use burn::{
    config::Config,
    module::{Ignored, Module},
    nn::conv::{Conv3d, Conv3dConfig},
    tensor::{backend::Backend, Tensor},
};

use crate::{
    activation::{FinalActivation, Mode},
    checkpoint::{child, ParameterShapes},
};

use super::Head;

/// 1x1x1 projection to the class channels. The final activation is skipped in
/// training so losses always receive logits.
#[derive(Module, Debug)]
pub struct SegmentationHead<B: Backend> {
    final_conv: Conv3d<B>,
    activation: Ignored<FinalActivation>,
}

impl<B: Backend> SegmentationHead<B> {
    pub fn forward(&self, x: Tensor<B, 5>, mode: Mode) -> Tensor<B, 5> {
        let x = self.final_conv.forward(x);
        match mode {
            Mode::Train => x,
            Mode::Eval => self.activation.forward(x),
        }
    }

    pub fn activation(&self) -> FinalActivation {
        self.activation.0
    }

    pub fn final_conv(&self) -> &Conv3d<B> {
        &self.final_conv
    }
}

impl<B: Backend> Head<B> for SegmentationHead<B> {
    type Output = Tensor<B, 5>;
    fn forward(&self, features: Tensor<B, 5>, mode: Mode) -> Self::Output {
        SegmentationHead::forward(self, features, mode)
    }
}

impl<B: Backend> ParameterShapes for SegmentationHead<B> {
    fn parameter_shapes(&self, prefix: &str, out: &mut Vec<(String, Vec<usize>)>) {
        self.final_conv
            .parameter_shapes(&child(prefix, "final_conv"), out);
    }
}

#[derive(Config, Debug)]
pub struct SegmentationHeadConfig {
    in_channels: usize,
    out_channels: usize,
    activation: FinalActivation,
}

impl SegmentationHeadConfig {
    pub fn init<B: Backend>(&self, device: &B::Device) -> SegmentationHead<B> {
        SegmentationHead {
            final_conv: Conv3dConfig::new([self.in_channels, self.out_channels], [1, 1, 1])
                .init(device),
            activation: Ignored(self.activation),
        }
    }
}

#[cfg(test)]
mod tests {
    use super::*;
    use burn::backend::NdArray;
    use burn::tensor::Distribution;

    type B = NdArray;

    #[test]
    fn train_mode_returns_logits() {
        let device = Default::default();
        let head = SegmentationHeadConfig::new(4, 2, FinalActivation::Sigmoid).init::<B>(&device);
        let x = Tensor::<B, 5>::random([1, 4, 2, 2, 2], Distribution::Normal(0.0, 5.0), &device);

        let logits = head.forward(x.clone(), Mode::Train);
        let probs = head.forward(x, Mode::Eval);

        burn::tensor::activation::sigmoid(logits)
            .into_data()
            .assert_approx_eq(&probs.into_data(), 5);
    }
}
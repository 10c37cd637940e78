//! Restoring network parameters from training checkpoints.
//!
//! Two layouts are understood: burn's named MessagePack checkpoints written by
//! [`save_checkpoint`] (parameters plus the epoch counter), and PyTorch files
//! whose `model_state_dict` entry holds the parameters of the equivalent
//! sequential PyTorch modules. In both cases every restored parameter shape is
//! checked against the freshly built network before it is handed back.

use std::{
    collections::BTreeMap,
    path::{Path, PathBuf},
};

use burn::{
    module::Module,
    nn::{
        conv::{Conv3d, ConvTranspose3d},
        BatchNorm, GroupNorm,
    },
    record::{FullPrecisionSettings, NamedMpkFileRecorder, Record, Recorder, RecorderError},
    tensor::backend::Backend,
};
use burn_import::pytorch::{LoadArgs, PyTorchFileRecorder};

use crate::{error::CheckpointError, layer::LayerOrder};

/// Key of the parameter dictionary inside a PyTorch training checkpoint.
pub const PYTORCH_STATE_KEY: &str = "model_state_dict";

/// Named parameter shapes of a module, used to diagnose checkpoint mismatches.
pub trait ParameterShapes {
    fn parameter_shapes(&self, prefix: &str, out: &mut Vec<(String, Vec<usize>)>);

    fn shapes(&self) -> Vec<(String, Vec<usize>)> {
        let mut out = Vec::new();
        self.parameter_shapes("", &mut out);
        out
    }
}

pub(crate) fn child(prefix: &str, name: &str) -> String {
    if prefix.is_empty() {
        name.to_string()
    } else {
        format!("{prefix}.{name}")
    }
}

impl<B: Backend> ParameterShapes for Conv3d<B> {
    fn parameter_shapes(&self, prefix: &str, out: &mut Vec<(String, Vec<usize>)>) {
        out.push((child(prefix, "weight"), self.weight.dims().to_vec()));
        if let Some(bias) = &self.bias {
            out.push((child(prefix, "bias"), bias.dims().to_vec()));
        }
    }
}

impl<B: Backend> ParameterShapes for ConvTranspose3d<B> {
    fn parameter_shapes(&self, prefix: &str, out: &mut Vec<(String, Vec<usize>)>) {
        out.push((child(prefix, "weight"), self.weight.dims().to_vec()));
        if let Some(bias) = &self.bias {
            out.push((child(prefix, "bias"), bias.dims().to_vec()));
        }
    }
}

impl<B: Backend> ParameterShapes for GroupNorm<B> {
    fn parameter_shapes(&self, prefix: &str, out: &mut Vec<(String, Vec<usize>)>) {
        if let Some(gamma) = &self.gamma {
            out.push((child(prefix, "gamma"), gamma.dims().to_vec()));
        }
        if let Some(beta) = &self.beta {
            out.push((child(prefix, "beta"), beta.dims().to_vec()));
        }
    }
}

impl<B: Backend> ParameterShapes for BatchNorm<B, 3> {
    fn parameter_shapes(&self, prefix: &str, out: &mut Vec<(String, Vec<usize>)>) {
        out.push((child(prefix, "gamma"), self.gamma.dims().to_vec()));
        out.push((child(prefix, "beta"), self.beta.dims().to_vec()));
        out.push((
            child(prefix, "running_mean"),
            self.running_mean.value().dims().to_vec(),
        ));
        out.push((
            child(prefix, "running_var"),
            self.running_var.value().dims().to_vec(),
        ));
    }
}

impl<T: ParameterShapes> ParameterShapes for Vec<T> {
    fn parameter_shapes(&self, prefix: &str, out: &mut Vec<(String, Vec<usize>)>) {
        for (index, item) in self.iter().enumerate() {
            item.parameter_shapes(&child(prefix, &index.to_string()), out);
        }
    }
}

/// A network that can be restored from a checkpoint.
pub trait Checkpointed<B: Backend>: Module<B> + ParameterShapes {
    /// `(pattern, replacement)` pairs renaming PyTorch state-dict keys into
    /// this module's record layout.
    fn pytorch_key_remaps(&self) -> Vec<(String, String)>;
}

/// Training metadata stored next to the parameters.
#[derive(Debug, Clone, Copy, Default, PartialEq, Eq)]
pub struct TrainingState {
    /// `None` for checkpoints that do not carry an epoch counter (PyTorch imports).
    pub epoch: Option<usize>,
}

#[derive(Debug, Clone, Copy, PartialEq, Eq, serde::Serialize, serde::Deserialize)]
pub enum CheckpointFormat {
    /// Named MessagePack file written by [`save_checkpoint`].
    Burn,
    /// PyTorch pickle with a `model_state_dict` entry.
    PyTorch,
}

/// Where to read a checkpoint from.
#[derive(Debug, Clone, PartialEq, Eq, serde::Serialize, serde::Deserialize)]
pub enum CheckpointSource {
    File {
        path: PathBuf,
        format: CheckpointFormat,
    },
    /// Downloaded once into the user cache directory.
    Url {
        url: String,
        format: CheckpointFormat,
    },
}

impl CheckpointSource {
    pub fn burn(path: impl Into<PathBuf>) -> Self {
        Self::File {
            path: path.into(),
            format: CheckpointFormat::Burn,
        }
    }

    pub fn pytorch(path: impl Into<PathBuf>) -> Self {
        Self::File {
            path: path.into(),
            format: CheckpointFormat::PyTorch,
        }
    }

    pub fn format(&self) -> CheckpointFormat {
        match self {
            Self::File { format, .. } | Self::Url { format, .. } => *format,
        }
    }

    fn resolve(&self) -> Result<PathBuf, CheckpointError> {
        let path = match self {
            Self::File { path, .. } => path.clone(),
            Self::Url { url, .. } => fetch(url)?,
        };

        let on_disk = match self.format() {
            CheckpointFormat::Burn => path.with_extension("mpk"),
            CheckpointFormat::PyTorch => path.clone(),
        };
        if !on_disk.exists() {
            return Err(CheckpointError::NotFound(on_disk));
        }
        Ok(path)
    }
}

#[cfg(feature = "pretrained")]
fn fetch(url: &str) -> Result<PathBuf, CheckpointError> {
    crate::download(url).map_err(|source| CheckpointError::Download {
        url: url.to_string(),
        source,
    })
}

#[cfg(not(feature = "pretrained"))]
fn fetch(url: &str) -> Result<PathBuf, CheckpointError> {
    Err(CheckpointError::Download {
        url: url.to_string(),
        source: std::io::Error::new(
            std::io::ErrorKind::Unsupported,
            "built without the `pretrained` feature",
        ),
    })
}

/// Parameters and epoch of a burn checkpoint.
#[derive(Record)]
pub struct CheckpointRecord<B: Backend, M>
where
    M: Module<B>,
{
    pub model: <M as Module<B>>::Record,
    pub epoch: usize,
}

/// Write `module` and the number of completed epochs to `path` (`.mpk` is appended).
pub fn save_checkpoint<B: Backend, M: Module<B>>(
    module: M,
    epoch: usize,
    path: impl AsRef<Path>,
) -> Result<(), CheckpointError> {
    let path = path.as_ref().to_path_buf();
    let record = CheckpointRecord::<B, M> {
        model: module.into_record(),
        epoch,
    };

    Recorder::<B>::record(
        &NamedMpkFileRecorder::<FullPrecisionSettings>::new(),
        record,
        path.clone(),
    )
    .map_err(|err| recorder_error(&path, err))?;

    tracing::debug!(path = %path.display(), epoch, "checkpoint written");
    Ok(())
}

/// Load `source` into `module`, checking every parameter against the shapes
/// `module` was built with.
pub fn restore<B: Backend, M: Checkpointed<B>>(
    module: M,
    source: &CheckpointSource,
    device: &B::Device,
) -> Result<(M, TrainingState), CheckpointError> {
    let path = source.resolve()?;
    let expected = module.shapes();

    let (record, state) = match source.format() {
        CheckpointFormat::Burn => {
            let record: CheckpointRecord<B, M> = Recorder::<B>::load(
                &NamedMpkFileRecorder::<FullPrecisionSettings>::new(),
                path.clone(),
                device,
            )
            .map_err(|err| recorder_error(&path, err))?;
            let state = TrainingState {
                epoch: Some(record.epoch),
            };
            (record.model, state)
        }
        CheckpointFormat::PyTorch => {
            let mut args = LoadArgs::new(path.clone()).with_top_level_key(PYTORCH_STATE_KEY);
            for (pattern, replacement) in module.pytorch_key_remaps() {
                args = args.with_key_remap(&pattern, &replacement);
            }
            let record = Recorder::<B>::load(
                &PyTorchFileRecorder::<FullPrecisionSettings>::new(),
                args,
                device,
            )
            .map_err(|err| recorder_error(&path, err))?;
            tracing::warn!(path = %path.display(), "PyTorch checkpoint carries no epoch counter");
            (record, TrainingState::default())
        }
    };

    let restored = module.load_record(record);
    check_shapes(&expected, &restored.shapes())?;

    tracing::info!(path = %path.display(), epoch = ?state.epoch, "restored checkpoint");
    Ok((restored, state))
}

fn check_shapes(
    expected: &[(String, Vec<usize>)],
    actual: &[(String, Vec<usize>)],
) -> Result<(), CheckpointError> {
    let actual: BTreeMap<&str, &Vec<usize>> = actual
        .iter()
        .map(|(name, shape)| (name.as_str(), shape))
        .collect();

    let names: Vec<String> = expected
        .iter()
        .filter(|(name, shape)| actual.get(name.as_str()) != Some(&shape))
        .map(|(name, _)| name.clone())
        .collect();

    if names.is_empty() {
        Ok(())
    } else {
        Err(CheckpointError::ParameterMismatch { names })
    }
}

fn recorder_error(path: &Path, source: RecorderError) -> CheckpointError {
    CheckpointError::Recorder {
        path: path.to_path_buf(),
        source,
    }
}

/// Key remaps for the `skeleton` of a network whose PyTorch keys start with
/// `scope` (empty, or a parent field such as `tags_net.`), from PyTorch's flat
/// `double_conv.conv1` / `double_conv.norm1` naming.
pub(crate) fn skeleton_key_remaps(scope: &str, order: &LayerOrder) -> Vec<(String, String)> {
    let source = escape_scope(scope);
    let norm = norm_field(order);
    let mut remaps = Vec::new();
    for path in ["encoders", "decoders"] {
        remaps.push((
            format!("^{source}{path}\\.([0-9]+)\\.double_conv\\.conv([12])\\.(.+)"),
            format!("{scope}skeleton.{path}.$1.double_conv.conv$2.conv.$3"),
        ));
        remaps.push((
            format!("^{source}{path}\\.([0-9]+)\\.double_conv\\.norm([12])\\.(.+)"),
            format!("{scope}skeleton.{path}.$1.double_conv.conv$2.{norm}.$3"),
        ));
    }
    remaps.push((
        format!("^{source}decoders\\.([0-9]+)\\.upsample\\.(.+)"),
        format!("{scope}skeleton.decoders.$1.upsample.$2"),
    ));
    remaps
}

/// `scope` as a literal regex prefix.
pub(crate) fn escape_scope(scope: &str) -> String {
    scope.replace('.', "\\.")
}

/// Field holding the normalization of a [`SingleConv`](crate::layer::SingleConv).
pub(crate) fn norm_field(order: &LayerOrder) -> &'static str {
    if order.group_norm() {
        "group_norm"
    } else {
        "batch_norm"
    }
}

#[cfg(test)]
mod tests {
    use super::*;

    fn shapes(entries: &[(&str, &[usize])]) -> Vec<(String, Vec<usize>)> {
        entries
            .iter()
            .map(|(name, shape)| (name.to_string(), shape.to_vec()))
            .collect()
    }

    #[test]
    fn identical_shapes_pass() {
        let a = shapes(&[("conv.weight", &[4, 2, 3, 3, 3]), ("conv.bias", &[4])]);
        assert!(check_shapes(&a, &a).is_ok());
    }

    #[test]
    fn mismatches_are_named() {
        let expected = shapes(&[
            ("conv.weight", &[4, 2, 3, 3, 3]),
            ("conv.bias", &[4]),
            ("norm.gamma", &[4]),
        ]);
        let actual = shapes(&[("conv.weight", &[8, 2, 3, 3, 3]), ("conv.bias", &[4])]);

        match check_shapes(&expected, &actual) {
            Err(CheckpointError::ParameterMismatch { names }) => {
                assert_eq!(names, vec!["conv.weight".to_string(), "norm.gamma".to_string()]);
            }
            other => panic!("unexpected result {other:?}"),
        }
    }

    #[test]
    fn missing_file_is_reported() {
        let source = CheckpointSource::burn("/definitely/not/here/unet");
        assert!(matches!(source.resolve(), Err(CheckpointError::NotFound(_))));

        let source = CheckpointSource::pytorch("/definitely/not/here/unet.pth");
        assert!(matches!(source.resolve(), Err(CheckpointError::NotFound(_))));
    }

    #[test]
    fn recorder_failures_keep_their_cause() {
        let err = recorder_error(
            Path::new("unet.mpk"),
            RecorderError::DeserializeError("truncated".to_string()),
        );

        let source = std::error::Error::source(&err).map(ToString::to_string);
        assert_eq!(source.as_deref(), Some("DeserializeError(\"truncated\")"));
        assert!(err.to_string().contains("unet.mpk"));
    }

    #[test]
    fn remaps_follow_norm_kind() {
        let order: LayerOrder = "cbr".parse().unwrap();
        let remaps = skeleton_key_remaps("", &order);
        assert!(remaps
            .iter()
            .any(|(_, to)| to == "skeleton.encoders.$1.double_conv.conv$2.batch_norm.$3"));
    }

    #[test]
    fn scoped_remaps_match_only_their_scope() {
        let remaps = skeleton_key_remaps("dt_net.", &LayerOrder::default());
        let (pattern, replacement) = &remaps[0];

        assert_eq!(pattern, "^dt_net\\.encoders\\.([0-9]+)\\.double_conv\\.conv([12])\\.(.+)");
        assert_eq!(replacement, "dt_net.skeleton.encoders.$1.double_conv.conv$2.conv.$3");
    }
}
* * * * * * *
Set down only the lines above that fall between the line holding "let actual: BTreeMap<&str, &Vec<usize>>" and the line holding "Field holding the", inclusive, keeping each exact.

    let actual: BTreeMap<&str, &Vec<usize>> = actual
        .iter()
        .map(|(name, shape)| (name.as_str(), shape))
        .collect();

    let names: Vec<String> = expected
        .iter()
        .filter(|(name, shape)| actual.get(name.as_str()) != Some(&shape))
        .map(|(name, _)| name.clone())
        .collect();

    if names.is_empty() {
        Ok(())
    } else {
        Err(CheckpointError::ParameterMismatch { names })
    }
}

fn recorder_error(path: &Path, source: RecorderError) -> CheckpointError {
    CheckpointError::Recorder {
        path: path.to_path_buf(),
        source,
    }
}

/// Key remaps for the `skeleton` of a network whose PyTorch keys start with
/// `scope` (empty, or a parent field such as `tags_net.`), from PyTorch's flat
/// `double_conv.conv1` / `double_conv.norm1` naming.
pub(crate) fn skeleton_key_remaps(scope: &str, order: &LayerOrder) -> Vec<(String, String)> {
    let source = escape_scope(scope);
    let norm = norm_field(order);
    let mut remaps = Vec::new();
    for path in ["encoders", "decoders"] {
        remaps.push((
            format!("^{source}{path}\\.([0-9]+)\\.double_conv\\.conv([12])\\.(.+)"),
            format!("{scope}skeleton.{path}.$1.double_conv.conv$2.conv.$3"),
        ));
        remaps.push((
            format!("^{source}{path}\\.([0-9]+)\\.double_conv\\.norm([12])\\.(.+)"),
            format!("{scope}skeleton.{path}.$1.double_conv.conv$2.{norm}.$3"),
        ));
    }
    remaps.push((
        format!("^{source}decoders\\.([0-9]+)\\.upsample\\.(.+)"),
        format!("{scope}skeleton.decoders.$1.upsample.$2"),
    ));
    remaps
}

/// `scope` as a literal regex prefix.
pub(crate) fn escape_scope(scope: &str) -> String {
    scope.replace('.', "\\.")
}

/// Field holding the normalization of a [`SingleConv`](crate::layer::SingleConv).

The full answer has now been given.